# How to deal with somebody else's aggressive dog?



## TexasCrane (Nov 13, 2013)

Hi everybody,
I'm a long-time lurker but first time poster. I was out walking my 15 month old female GSD last night with my wife. As we were walking down the street just after making the turn to start heading back home, I heard a little dog barking aggressively. I didn't pay much attention because we often get little dogs yapping at us from a backyard or window. But I soon realized that the dog was actually coming up behind us from down the street. 

I kept walking but the dog kept getting closer and closer. I looked back down the street and could see a woman running after the dog yelling probably 300+ yards behind us. The dog kept following us barking so I finally stopped because I figured that the farther I walked the longer it was going to take for the woman to catch up with us (and to be polite she didn't look like running was her forte).

I positioned myself between my dog and the little yappy dog. I don't know what kind of dog it was, but it appeared to be some kind of daschund mix. I had to push it away a couple of time with my foot (I didn't kick it, just pushed it as it tried to get to my dog) and gave it a couple of very firm and loud "NO"'s. When the owner caught up, the dog started running circles around us trying to nip at my dog while the owner was literally running circles trying to catch it.

My girl is a very well-trained and well-behaved, dog-friendly working-line gsd (her father did very well at the WUSV's a few weeks back). I put her in a sit and grabbed her flat collar and just held on to her. She seemed very confused about this little dog but luckily didn't go after it even after it nipped at her tail a few times. It finally came around and got in her face at which point we were able to grab it's collar and the owner snatched it up. She was extremely apologetic and said her dog hadn't been socialized well (I'm assuming it was a rescue but who knows).

In the end, it worked out okay I suppose. The woman was able to get control of her dog and mine was simply confused by the whole ordeal. I was just thankful mine didn't decide to go for this little dog. If that had happened I probably would have dropped the leash rather than get in the middle of a dog fight.
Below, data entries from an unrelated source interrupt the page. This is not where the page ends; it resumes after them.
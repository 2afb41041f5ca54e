//! Storage proxy for the sandboxed engine.
//!
//! The sandbox cannot reach secure storage itself, so it sends
//! `storageGet`/`storageSet`/`storageRemove` messages and waits for a
//! `storageResponse` carrying the same id. Every request gets a reply:
//! storage failures come back as `ok: false` instead of propagating, since a
//! lost reply would leave the sandbox caller blocked forever.

use std::sync::Arc;

use crate::bridge::codec::{StorageKind, StorageRequest, StorageResponse};
use crate::error::redact_sensitive_detail;
use crate::secure_store::SecureStorage;

pub struct StorageProxy {
    storage: Arc<dyn SecureStorage>,
}

impl StorageProxy {
    pub fn new(storage: Arc<dyn SecureStorage>) -> Self {
        Self { storage }
    }

    pub async fn handle(&self, request: StorageRequest) -> StorageResponse {
        let StorageRequest {
            kind,
            id,
            key,
            value,
        } = request;

        let outcome = match kind {
            StorageKind::Get => self.storage.get_item(&key).await,
            StorageKind::Set => match value {
                Some(value) => self.storage.set_item(&key, &value).await.map(|_| None),
                None => {
                    return StorageResponse::failure(id, format!("storageSet for {key} has no value"));
                }
            },
            StorageKind::Remove => self.storage.remove_item(&key).await.map(|_| None),
        };

        match outcome {
            Ok(value) => {
                tracing::debug!(id = %id, kind = kind.as_str(), key = %key, "Storage request served");
                StorageResponse::success(id, value)
            }
            Err(e) => {
                let message = redact_sensitive_detail(&e.to_string());
                tracing::warn!(id = %id, kind = kind.as_str(), key = %key, error = %message, "Storage request failed");
                StorageResponse::failure(id, message)
            }
        }
    }
}
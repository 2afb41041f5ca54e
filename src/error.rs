//! Error types for the custody bridge.

use std::time::Duration;

use regex::Regex;

/// Caller-facing failure for every bridge operation.
#[derive(Debug, Clone, thiserror::Error)]
pub enum BridgeError {
    #[error("{operation} timed out after {timeout:?}")]
    Timeout {
        operation: String,
        timeout: Duration,
    },

    #[error("Bridge not ready after {timeout:?} (operation: {operation})")]
    NotReady {
        operation: String,
        timeout: Duration,
    },

    #[error("Transport unavailable: {0}")]
    TransportUnavailable(String),

    #[error("{operation} rejected: {message}")]
    Remote { operation: String, message: String },

    #[error("Precondition failed: {0}")]
    Precondition(String),

    #[error("Unknown operation: {0}")]
    UnknownOperation(String),

    #[error("{operation} cancelled: {reason}")]
    Cancelled { operation: String, reason: String },

    #[error("Codec error: {0}")]
    Codec(#[from] CodecError),

    #[error("Storage error: {0}")]
    Storage(#[from] StorageError),
}

impl BridgeError {
    /// Whether a caller may reasonably retry an idempotent operation after this failure.
    ///
    /// The bridge never retries on its own.
    pub fn is_retryable(&self) -> bool {
        matches!(
            self,
            Self::Timeout { .. } | Self::NotReady { .. } | Self::TransportUnavailable(_)
        )
    }

    /// Remote rejection carrying the far side's message verbatim.
    pub fn remote(operation: impl Into<String>, message: impl Into<String>) -> Self {
        Self::Remote {
            operation: operation.into(),
            message: message.into(),
        }
    }

    /// Stable short code for logs and operator surfaces.
    pub fn code(&self) -> &'static str {
        match self {
            Self::Timeout { .. } => "timeout",
            Self::NotReady { .. } => "not_ready",
            Self::TransportUnavailable(_) => "transport_unavailable",
            Self::Remote { .. } => "remote_rejection",
            Self::Precondition(_) => "precondition",
            Self::UnknownOperation(_) => "unknown_operation",
            Self::Cancelled { .. } => "cancelled",
            Self::Codec(_) => "codec",
            Self::Storage(_) => "storage",
        }
    }
}

/// Envelope encode/decode failures.
#[derive(Debug, Clone, thiserror::Error)]
pub enum CodecError {
    #[error("Malformed message: {0}")]
    Malformed(String),

    #[error("Unexpected message shape: {0}")]
    UnexpectedShape(String),

    #[error("Failed to serialize {what}: {reason}")]
    Serialize { what: &'static str, reason: String },
}

impl From<serde_json::Error> for CodecError {
    fn from(err: serde_json::Error) -> Self {
        Self::Malformed(err.to_string())
    }
}

/// Secure storage failures.
#[derive(Debug, Clone, thiserror::Error)]
pub enum StorageError {
    #[error("Storage I/O failed for {key}: {reason}")]
    Io { key: String, reason: String },

    #[error("Storage crypto failed: {0}")]
    Crypto(String),

    #[error("Storage data corrupt: {0}")]
    Corrupt(String),
}

/// Configuration-related errors.
#[derive(Debug, thiserror::Error)]
pub enum ConfigError {
    #[error("Invalid configuration value for {key}: {message}")]
    InvalidValue { key: String, message: String },
}

/// Mask bearer tokens, access tokens and similar values before an error
/// string reaches a log line.
pub fn redact_sensitive_detail(raw: &str) -> String {
    let mut value = raw.to_string();
    let patterns = [
        (r"(?i)\b(bearer)\s+[a-z0-9._\-~+/]+=*", "$1 [REDACTED]"),
        (
            r"(?i)\b(access[_\-]?token|accessToken|token|secret|password|session[_\-]?handle)\b(\s*[:=]\s*)([^,\s]+)",
            "$1$2[REDACTED]",
        ),
    ];

    for (pattern, replacement) in patterns {
        if let Ok(re) = Regex::new(pattern) {
            value = re.replace_all(&value, replacement).to_string();
        }
    }

    value
}

#[cfg(test)]
mod tests {
    use super::*;

    #[test]
    fn timeout_message_names_operation() {
        let err = BridgeError::Timeout {
            operation: "executeJs".to_string(),
            timeout: Duration::from_secs(120),
        };
        assert!(err.to_string().contains("executeJs"));
        assert!(err.is_retryable());
        assert_eq!(err.code(), "timeout");
    }

    #[test]
    fn remote_rejection_is_verbatim_and_final() {
        let err = BridgeError::remote("signMessage", "pkpSign failed: node quorum lost");
        match &err {
            BridgeError::Remote { message, .. } => {
                assert_eq!(message, "pkpSign failed: node quorum lost")
            }
            other => panic!("unexpected variant: {other:?}"),
        }
        assert!(!err.is_retryable());
    }

    #[test]
    fn redaction_masks_tokens() {
        let redacted = redact_sensitive_detail("auth failed accessToken=abc123, Bearer eyJhbGci.x");
        assert!(!redacted.contains("abc123"));
        assert!(!redacted.contains("eyJhbGci"));
        assert!(redacted.contains("[REDACTED]"));
    }
}
//! `custody-bridge doctor` - active health diagnostics.
//!
//! Validates configuration, exercises secure storage and drives a loopback
//! bridge round trip so problems surface before a real session depends on
//! them. Each check reports pass/fail with actionable detail.

use std::path::Path;
use std::sync::Arc;
use std::time::Duration;

use async_trait::async_trait;
use serde_json::{Value, json};
use tokio::sync::mpsc;

use crate::auth::{AuthContextManager, TimeoutPolicy};
use crate::bridge::codec::{BridgeRequest, decode};
use crate::bridge::{SandboxTransport, ScriptHost, Transport};
use crate::config::{BridgeConfig, LitNetwork, custody_bridge_dir};
use crate::error::BridgeError;
use crate::secure_store::{EncryptedFileStorage, MemorySecureStorage, SecureStorage};

const PROBE_KEY: &str = "__custody_bridge_doctor_probe__";
const LOOPBACK_TIMEOUT: Duration = Duration::from_secs(3);

/// Run diagnostic checks and print results.
pub async fn run_doctor_command(strict: bool) -> anyhow::Result<()> {
    println!("Custody Bridge Doctor");
    println!("=====================\n");

    let mut passed = 0u32;
    let mut failed = 0u32;

    let config = BridgeConfig::resolve();

    check(
        "Configuration",
        check_configuration(&config),
        &mut passed,
        &mut failed,
    );

    check(
        "Bridge directory",
        check_bridge_dir(&custody_bridge_dir()),
        &mut passed,
        &mut failed,
    );

    if let Ok(config) = &config {
        check(
            "Auth service",
            check_optional_url(config.auth_service_url.as_deref(), "AUTH_SERVICE_URL"),
            &mut passed,
            &mut failed,
        );

        check(
            "Passkey relying party",
            match &config.passkey_rp_id {
                Some(rp_id) => CheckResult::Pass(rp_id.clone()),
                None => CheckResult::Skip("PASSKEY_RP_ID not set".to_string()),
            },
            &mut passed,
            &mut failed,
        );

        check(
            "Secure storage",
            check_secure_storage(config).await,
            &mut passed,
            &mut failed,
        );
    }

    check(
        "Bridge loopback",
        check_bridge_loopback().await,
        &mut passed,
        &mut failed,
    );

    println!();
    println!("  {passed} passed, {failed} failed");

    if failed > 0 {
        println!("\n  Some checks failed. Fix the listed items before starting a session.");
        if strict {
            anyhow::bail!("doctor strict mode failed with {failed} check(s)");
        }
    }

    Ok(())
}

// ── Individual checks ───────────────────────────────────────

fn check(name: &str, result: CheckResult, passed: &mut u32, failed: &mut u32) {
    match result {
        CheckResult::Pass(detail) => {
            *passed += 1;
            println!("  [pass] {name}: {detail}");
        }
        CheckResult::Fail(detail) => {
            *failed += 1;
            println!("  [FAIL] {name}: {detail}");
        }
        CheckResult::Skip(reason) => {
            println!("  [skip] {name}: {reason}");
        }
    }
}

enum CheckResult {
    Pass(String),
    Fail(String),
    Skip(String),
}

fn check_configuration(config: &Result<BridgeConfig, crate::error::ConfigError>) -> CheckResult {
    match config {
        Ok(config) => CheckResult::Pass(format!(
            "{} backend on {} via {}",
            config.backend.as_str(),
            config.network,
            redact_url_for_display(&config.rpc_url)
        )),
        Err(e) => CheckResult::Fail(e.to_string()),
    }
}

fn check_bridge_dir(dir: &Path) -> CheckResult {
    if dir.exists() {
        if dir.is_dir() {
            CheckResult::Pass(format!("{}", dir.display()))
        } else {
            CheckResult::Fail(format!("{} exists but is not a directory", dir.display()))
        }
    } else {
        CheckResult::Pass(format!("{} will be created on first run", dir.display()))
    }
}

fn check_optional_url(url: Option<&str>, key: &str) -> CheckResult {
    match url {
        Some(url) => CheckResult::Pass(redact_url_for_display(url)),
        None => CheckResult::Skip(format!("{key} not set")),
    }
}

async fn check_secure_storage(config: &BridgeConfig) -> CheckResult {
    let Some(master) = &config.secure_storage_key else {
        return CheckResult::Skip(
            "SECURE_STORAGE_KEY not set; sessions will use in-memory storage".to_string(),
        );
    };
    match EncryptedFileStorage::new(&config.secure_storage_path, master) {
        Ok(storage) => match storage_round_trip(&storage).await {
            Ok(()) => CheckResult::Pass(format!("{}", config.secure_storage_path.display())),
            Err(e) => CheckResult::Fail(e),
        },
        Err(e) => CheckResult::Fail(e.to_string()),
    }
}

/// Write, read back and remove a probe value.
async fn storage_round_trip(storage: &dyn SecureStorage) -> Result<(), String> {
    let probe = format!("doctor-{}", chrono::Utc::now().timestamp_millis());
    storage
        .set_item(PROBE_KEY, &probe)
        .await
        .map_err(|e| format!("write failed: {e}"))?;
    let read = storage
        .get_item(PROBE_KEY)
        .await
        .map_err(|e| format!("read failed: {e}"))?;
    storage
        .remove_item(PROBE_KEY)
        .await
        .map_err(|e| format!("remove failed: {e}"))?;
    if read.as_deref() != Some(probe.as_str()) {
        return Err("value read back does not match what was written".to_string());
    }
    Ok(())
}

/// In-process engine that answers the liveness probe.
struct LoopbackHost {
    replies: mpsc::Sender<String>,
}

#[async_trait]
impl ScriptHost for LoopbackHost {
    async fn post_message(&self, text: String) -> Result<(), BridgeError> {
        let request: BridgeRequest = decode(&text)?;
        let reply = if request.operation == "healthcheck" {
            json!({"id": request.id, "ok": true, "result": loopback_descriptor()})
        } else {
            json!({"id": request.id, "ok": false, "error": "loopback engine only answers healthcheck"})
        };
        self.replies
            .send(reply.to_string())
            .await
            .map_err(|_| BridgeError::TransportUnavailable("loopback channel closed".to_string()))
    }
}

fn loopback_descriptor() -> Value {
    json!({
        "bridgeVersion": env!("CARGO_PKG_VERSION"),
        "networks": LitNetwork::ALL.map(LitNetwork::as_str),
        "target": format!("{}-{}", std::env::consts::ARCH, std::env::consts::OS),
        "secureContext": true,
        "webCrypto": true,
        "timestamp": chrono::Utc::now().to_rfc3339(),
    })
}

async fn check_bridge_loopback() -> CheckResult {
    let (tx, rx) = mpsc::channel(16);
    let transport = Arc::new(SandboxTransport::new(
        Arc::new(LoopbackHost { replies: tx.clone() }),
        Arc::new(MemorySecureStorage::new()),
        LOOPBACK_TIMEOUT,
    ));
    let pump = {
        let transport = Arc::clone(&transport);
        tokio::spawn(async move { transport.run_inbound(rx).await })
    };

    let manager = AuthContextManager::new(
        Arc::clone(&transport) as Arc<dyn Transport>,
        TimeoutPolicy {
            liveness: LOOPBACK_TIMEOUT,
            ready: LOOPBACK_TIMEOUT,
            ..TimeoutPolicy::default()
        },
    );

    let result = async {
        let probe = manager.healthcheck().await?;
        if tx.send(r#"{"type":"ready"}"#.to_string()).await.is_err() {
            return Err(BridgeError::TransportUnavailable(
                "loopback channel closed".to_string(),
            ));
        }
        manager.wait_for_ready().await?;
        Ok::<_, BridgeError>(probe)
    }
    .await;

    manager.destroy().await;
    let _ = pump.await;

    match result {
        Ok(probe) if manager.pending_requests() == 0 => CheckResult::Pass(format!(
            "healthcheck answered by bridge {}",
            probe.bridge_version
        )),
        Ok(_) => CheckResult::Fail("pending requests leaked after destroy".to_string()),
        Err(e) => CheckResult::Fail(e.to_string()),
    }
}

pub(crate) fn redact_url_for_display(raw: &str) -> String {
    match url::Url::parse(raw) {
        Ok(mut url) => {
            if !url.username().is_empty() {
                let _ = url.set_username("redacted");
            }
            if url.password().is_some() {
                let _ = url.set_password(Some("redacted"));
            }
            url.to_string()
        }
        Err(_) => "<invalid-url>".to_string(),
    }
}
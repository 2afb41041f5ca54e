//! Message envelope codec.
//!
//! Serializes the wire shapes exchanged with the sandboxed engine and the
//! native layer to JSON text, and normalises numbers that cannot cross a
//! JSON boundary safely.
//!
//! # Integer normalisation
//!
//! Integers whose magnitude exceeds `2^53 - 1` are turned into decimal
//! strings; smaller integers stay plain numbers. The conversion is one-way:
//! decoding never reconstructs the original integer type, so a token id
//! minted as a 256-bit integer comes back as a `String`.
//!
//! ```text
//! inbound text ──► decode_inbound ──┬─► Ready
//!                                   ├─► EngineError
//!                                   ├─► Storage(StorageRequest)
//!                                   └─► Response(BridgeResponse)
//! ```

use num_bigint::BigInt;
use serde::de::DeserializeOwned;
use serde::{Deserialize, Serialize};
use serde_json::{Map, Number, Value};

use crate::error::{BridgeError, CodecError};

/// Largest integer representable exactly by an IEEE-754 double.
pub const MAX_SAFE_INTEGER: u64 = 9_007_199_254_740_991;

/// Outbound request posted to the engine.
#[derive(Debug, Clone, PartialEq, Serialize, Deserialize)]
pub struct BridgeRequest {
    pub id: String,
    pub operation: String,
    #[serde(default, skip_serializing_if = "Option::is_none")]
    pub payload: Option<Value>,
}

/// Reply to a [`BridgeRequest`], matched by `id`.
#[derive(Debug, Clone, PartialEq, Serialize, Deserialize)]
pub struct BridgeResponse {
    pub id: String,
    pub ok: bool,
    #[serde(default, skip_serializing_if = "Option::is_none")]
    pub result: Option<Value>,
    #[serde(default, skip_serializing_if = "Option::is_none")]
    pub error: Option<String>,
}

impl BridgeResponse {
    pub fn success(id: impl Into<String>, result: Value) -> Self {
        Self {
            id: id.into(),
            ok: true,
            result: Some(result),
            error: None,
        }
    }

    pub fn failure(id: impl Into<String>, error: impl Into<String>) -> Self {
        Self {
            id: id.into(),
            ok: false,
            result: None,
            error: Some(error.into()),
        }
    }

    /// Collapse into the caller-facing result. `ok` decides which field counts.
    pub fn into_result(self, operation: &str) -> Result<Value, BridgeError> {
        if self.ok {
            Ok(self.result.unwrap_or(Value::Null))
        } else {
            Err(BridgeError::remote(
                operation,
                self.error.unwrap_or_else(|| "unknown error".to_string()),
            ))
        }
    }
}

/// Storage verb requested by the sandbox.
#[derive(Debug, Clone, Copy, PartialEq, Eq)]
pub enum StorageKind {
    Get,
    Set,
    Remove,
}

impl StorageKind {
    pub fn as_str(self) -> &'static str {
        match self {
            Self::Get => "storageGet",
            Self::Set => "storageSet",
            Self::Remove => "storageRemove",
        }
    }
}

/// Storage call issued by the sandboxed engine against host storage.
#[derive(Debug, Clone, PartialEq, Eq)]
pub struct StorageRequest {
    pub kind: StorageKind,
    pub id: String,
    pub key: String,
    pub value: Option<String>,
}

/// Host reply to a [`StorageRequest`].
///
/// `value` is always serialized, so a miss reads as `"value": null`.
#[derive(Debug, Clone, PartialEq, Eq, Serialize, Deserialize)]
pub struct StorageResponse {
    pub id: String,
    pub ok: bool,
    #[serde(default)]
    pub value: Option<String>,
    #[serde(default, skip_serializing_if = "Option::is_none")]
    pub error: Option<String>,
}

impl StorageResponse {
    pub fn success(id: impl Into<String>, value: Option<String>) -> Self {
        Self {
            id: id.into(),
            ok: true,
            value,
            error: None,
        }
    }

    pub fn failure(id: impl Into<String>, error: impl Into<String>) -> Self {
        Self {
            id: id.into(),
            ok: false,
            value: None,
            error: Some(error.into()),
        }
    }
}

/// Everything the host posts into the sandbox.
#[derive(Debug, Clone, PartialEq)]
pub enum OutboundMessage {
    Request(BridgeRequest),
    Storage(StorageResponse),
}

#[derive(Serialize)]
#[serde(tag = "type", rename_all = "camelCase")]
enum TaggedOutbound<'a> {
    StorageResponse(&'a StorageResponse),
}

/// Everything the sandbox may post back to the host.
#[derive(Debug, Clone, PartialEq)]
pub enum InboundMessage {
    Ready,
    EngineError(String),
    Storage(StorageRequest),
    Response(BridgeResponse),
}

#[derive(Deserialize)]
#[serde(tag = "type", rename_all = "camelCase")]
enum TaggedInbound {
    Ready,
    Error {
        #[serde(default)]
        error: Option<Value>,
    },
    StorageGet {
        id: String,
        key: String,
    },
    StorageSet {
        id: String,
        key: String,
        #[serde(default)]
        value: Option<String>,
    },
    StorageRemove {
        id: String,
        key: String,
    },
}

/// Encode any serializable value as wire text.
pub fn encode<T: Serialize>(value: &T) -> Result<String, CodecError> {
    serde_json::to_string(value).map_err(|e| CodecError::Serialize {
        what: std::any::type_name::<T>(),
        reason: e.to_string(),
    })
}

/// Decode wire text into `T`.
pub fn decode<T: DeserializeOwned>(text: &str) -> Result<T, CodecError> {
    Ok(serde_json::from_str(text)?)
}

/// Encode an outbound envelope.
pub fn encode_outbound(message: &OutboundMessage) -> Result<String, CodecError> {
    match message {
        OutboundMessage::Request(request) => encode(request),
        OutboundMessage::Storage(response) => encode(&TaggedOutbound::StorageResponse(response)),
    }
}

/// Decode an inbound envelope.
///
/// Messages with a `type` field are control or storage messages; untyped
/// objects carrying `id` and `ok` are request responses.
pub fn decode_inbound(text: &str) -> Result<InboundMessage, CodecError> {
    let value: Value = serde_json::from_str(text)?;
    let Some(object) = value.as_object() else {
        return Err(CodecError::UnexpectedShape(
            "inbound message is not a JSON object".to_string(),
        ));
    };

    if object.contains_key("type") {
        let tagged: TaggedInbound = serde_json::from_value(value)
            .map_err(|e| CodecError::UnexpectedShape(e.to_string()))?;
        return Ok(match tagged {
            TaggedInbound::Ready => InboundMessage::Ready,
            TaggedInbound::Error { error } => InboundMessage::EngineError(match error {
                Some(Value::String(message)) => message,
                Some(other) => other.to_string(),
                None => "unknown engine error".to_string(),
            }),
            TaggedInbound::StorageGet { id, key } => InboundMessage::Storage(StorageRequest {
                kind: StorageKind::Get,
                id,
                key,
                value: None,
            }),
            TaggedInbound::StorageSet { id, key, value } => {
                InboundMessage::Storage(StorageRequest {
                    kind: StorageKind::Set,
                    id,
                    key,
                    value,
                })
            }
            TaggedInbound::StorageRemove { id, key } => InboundMessage::Storage(StorageRequest {
                kind: StorageKind::Remove,
                id,
                key,
                value: None,
            }),
        });
    }

    if object.contains_key("id") && object.contains_key("ok") {
        let response: BridgeResponse = serde_json::from_value(value)
            .map_err(|e| CodecError::UnexpectedShape(e.to_string()))?;
        return Ok(InboundMessage::Response(response));
    }

    Err(CodecError::UnexpectedShape(
        "message has neither a type nor an id/ok pair".to_string(),
    ))
}

/// Rewrite every integer outside the safe range as a decimal string.
pub fn normalize_numbers(value: Value) -> Value {
    match value {
        Value::Number(number) => normalize_number(number),
        Value::Array(items) => Value::Array(items.into_iter().map(normalize_numbers).collect()),
        Value::Object(map) => Value::Object(
            map.into_iter()
                .map(|(key, value)| (key, normalize_numbers(value)))
                .collect::<Map<_, _>>(),
        ),
        other => other,
    }
}

fn normalize_number(number: Number) -> Value {
    if let Some(n) = number.as_u64() {
        if n > MAX_SAFE_INTEGER {
            return Value::String(n.to_string());
        }
    } else if let Some(n) = number.as_i64()
        && n.unsigned_abs() > MAX_SAFE_INTEGER
    {
        return Value::String(n.to_string());
    }
    Value::Number(number)
}

/// JSON-safe form of an arbitrary-precision integer.
pub fn big_int_to_json(n: &BigInt) -> Value {
    let limit = BigInt::from(MAX_SAFE_INTEGER);
    if n <= &limit && n >= &-limit {
        // In range, so the i64 conversion cannot fail.
        if let Ok(small) = i64::try_from(n) {
            return Value::from(small);
        }
    }
    Value::String(n.to_string())
}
Honestly, this dog was so aggressive and came so far down the street after us (probably 1/4 mile) that if it had been a large dog, I probably would have shot it. I would prefer not to have to do that to a dog, when it's really the owner that let their dog get loose. Maybe I should start carrying some bear spray or something so that I have a way to deter dogs like this without causing any real harm?

Have any of you ever had to deal with this? Is there anything that I could have done differently/better in the future? Thanks.


----------



## Harry and Lola (Oct 26, 2013)

YES YES and YES this has happened to me with both little and large dogs - it really annoys me that people get a dog and do not bother to socialise and obedience train it. 

What a silly woman running after her dog, chasing it around and around and the dog ignoring her.

Congratulations on being in control and in a calm manner, because of your behaviour your GSD was able to sit while being challenged and did not react to this open challenge because you were in control - well done and what a staple GSD you have.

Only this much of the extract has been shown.